Jak zwykle serdecznie zapraszam na moje konta na Facebooku i na YouTube. Dziś jednak – na razie dość wyjątkowo – Spotykamy się Tutaj! Już można zobaczyć nasze obrazy! Bo przecież nie tylko moje. Dzisiaj prezentuję również obraz Dominika, który już wkrótce będzie obchodził swoje siódme Urodziny!
A zatem dzień dobry!
Teraz słowo na temat obrazów...
Przed Państwem "Dary Bożej Łąki" – obraz, który namalował i zatytułował Dominik (7 lat), oraz obraz "Do Krwi Bożej", który namalowałam ja, ale zatytułował Dominik(!).
Życie jest piękne!
Wielbię naszego Pana Boga w tym, co w sposób najprostszy odsłania Największą Tajemnicę naszego Życia. Wielbię Go w Spotkaniu. W spojrzeniu na świat oczami dziecka...
Niesamowita historia!
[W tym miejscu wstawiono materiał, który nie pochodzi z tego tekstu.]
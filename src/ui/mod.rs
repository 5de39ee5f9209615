//! Discord rendering of playback sessions.

pub mod buttons;
pub mod display;
pub mod embeds;
pub mod occupancy;

pub use display::DiscordDisplay;
pub use occupancy::ChannelOccupancy;
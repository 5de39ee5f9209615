use chrono::{DateTime, Utc};
use serenity::model::id::UserId;
use std::fmt;

/// A resolved, playable track.
///
/// Tracks are produced by a resolver and never change afterwards; the queue
/// and the current slot hold clones.
#[derive(Debug, Clone, PartialEq)]
pub struct Track {
    pub title: String,
    pub page_url: String,
    pub stream_url: String,
    pub thumbnail: Option<String>,
    pub requester: UserId,
    pub requested_at: DateTime<Utc>,
}

impl Track {
    pub fn new(title: String, page_url: String, stream_url: String, requester: UserId) -> Self {
        Self {
            title,
            page_url,
            stream_url,
            thumbnail: None,
            requester,
            requested_at: Utc::now(),
        }
    }

    pub fn with_thumbnail(mut self, thumbnail: String) -> Self {
        self.thumbnail = Some(thumbnail);
        self
    }
}

#[derive(Debug, Clone, Copy, PartialEq, Eq)]
pub enum PlayState {
    Idle,
    Playing,
    Paused,
}

impl PlayState {
    pub fn as_str(&self) -> &'static str {
        match self {
            PlayState::Idle => "Idle",
            PlayState::Playing => "Playing",
            PlayState::Paused => "Paused",
        }
    }
}

#[derive(Debug, Clone, Copy, PartialEq, Eq, Default)]
pub enum RepeatMode {
    #[default]
    Off,
    RepeatOne,
    RepeatAll,
}

impl RepeatMode {
    /// Off -> RepeatOne -> RepeatAll -> Off
    pub fn next(self) -> Self {
        match self {
            RepeatMode::Off => RepeatMode::RepeatOne,
            RepeatMode::RepeatOne => RepeatMode::RepeatAll,
            RepeatMode::RepeatAll => RepeatMode::Off,
        }
    }
}

impl fmt::Display for RepeatMode {
    fn fmt(&self, f: &mut fmt::Formatter<'_>) -> fmt::Result {
        let label = match self {
            RepeatMode::Off => "Off",
            RepeatMode::RepeatOne => "Repeat One",
            RepeatMode::RepeatAll => "Repeat All",
        };
        f.write_str(label)
    }
}

#[cfg(test)]
mod tests {
    use super::*;

    #[test]
    fn repeat_mode_cycles_through_all_three() {
        let mut mode = RepeatMode::Off;
        let mut seen = Vec::new();
        for _ in 0..4 {
            mode = mode.next();
            seen.push(mode);
        }
        assert_eq!(
            seen,
            vec![
                RepeatMode::RepeatOne,
                RepeatMode::RepeatAll,
                RepeatMode::Off,
                RepeatMode::RepeatOne
            ]
        );
    }

    #[test]
    fn repeat_mode_labels() {
        assert_eq!(RepeatMode::Off.to_string(), "Off");
        assert_eq!(RepeatMode::RepeatOne.to_string(), "Repeat One");
        assert_eq!(RepeatMode::RepeatAll.to_string(), "Repeat All");
    }
}
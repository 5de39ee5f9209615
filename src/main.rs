use anyhow::Result;
use serenity::{model::gateway::GatewayIntents, Client};
use songbird::SerenityInit;
use std::sync::Arc;
use tracing::{error, info, warn};

mod audio;
mod bot;
mod config;
mod sources;
mod ui;

use crate::audio::SessionManager;
use crate::bot::Jukebox;
use crate::config::Config;
use crate::sources::{
    spotify::SpotifyClient, youtube::YtDlpResolver, MetadataResolver, SmartResolver,
};

#[tokio::main]
async fn main() -> Result<()> {
    tracing_subscriber::fmt()
        .with_env_filter(
            tracing_subscriber::EnvFilter::from_default_env()
                .add_directive("voice_jukebox=debug".parse()?)
                .add_directive("serenity=info".parse()?)
                .add_directive("songbird=info".parse()?),
        )
        .init();

    info!("🎵 Starting Voice Jukebox v{}", env!("CARGO_PKG_VERSION"));

    let config = Config::load()?;

    if std::env::args().any(|arg| arg == "--health-check") {
        return health_check(&config).await;
    }

    info!("{}", config.summary());
    let config = Arc::new(config);

    let metadata: Option<Arc<dyn MetadataResolver>> = match config.spotify_credentials() {
        Some((id, secret)) => Some(Arc::new(SpotifyClient::new(id, secret)?)),
        None => {
            info!("🎧 Spotify credentials not set, Spotify links are disabled");
            None
        }
    };
    let resolver = SmartResolver::new(
        Arc::new(YtDlpResolver::new(config.ytdlp_path.clone())?),
        metadata,
        config.resolve_timeout,
    );

    let sessions = SessionManager::new(config.session_settings());
    let handler = Jukebox::new(config.clone(), sessions.clone(), Arc::new(resolver));

    let intents = GatewayIntents::GUILDS
        | GatewayIntents::GUILD_VOICE_STATES
        | GatewayIntents::GUILD_MESSAGES
        | GatewayIntents::MESSAGE_CONTENT;

    let mut client = Client::builder(&config.discord_token, intents)
        .event_handler(handler)
        .register_songbird()
        .await?;

    let shard_manager = client.shard_manager.clone();
    tokio::spawn(async move {
        match tokio::signal::ctrl_c().await {
            Ok(()) => {
                info!(
                    "⚠️ Shutdown signal received, closing {} sessions...",
                    sessions.active_count()
                );
                let stopped = sessions.shutdown().await;
                info!("⏹️ Stopped {} playback sessions", stopped);
                shard_manager.shutdown_all().await;
            }
            Err(e) => warn!("Could not listen for Ctrl+C: {:?}", e),
        }
    });

    info!("🚀 Bot started");
    if let Err(why) = client.start().await {
        error!("Client error: {:?}", why);
    }

    Ok(())
}

async fn health_check(config: &Config) -> Result<()> {
    let yt_dlp = async_process::Command::new(&config.ytdlp_path)
        .arg("--version")
        .output()
        .await?;

    if yt_dlp.status.success() {
        println!("OK");
        Ok(())
    } else {
        anyhow::bail!("{} is not available", config.ytdlp_path);
    }
}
Wystarczyło, aby każdy z nas wziął pędzel do ręki i pochylił się nad białą kartą pośród najróżnorodniejszych kolorów Stworzenia...
W sobotę w ten sposób powstały dwa obrazy - Dominika, chłopca z Sąsiedztwa, który już dziś z entuzjazmem przemierza świat w poszukiwaniu Dobra, Prawdy i Piękna, oraz mój. Okazuje się, że siedmiolatek doskonale odnajduje się w pracowni twórczej. Zgodnie ze słowami św. Maksymiliana Kolbego, "tylko Miłość jest twórcza", wszystko stara się czynić doskonale i poszukuje Prawdy, choć wie, że w sumie to nie łatwo jest Ją znaleźć. Ludzką bowiem rzeczą jest mylić się, ale - jeśli nie przestajemy się uczyć, to my wszyscy naprawdę stajemy się coraz lepsi w tej całej Szkole Życia!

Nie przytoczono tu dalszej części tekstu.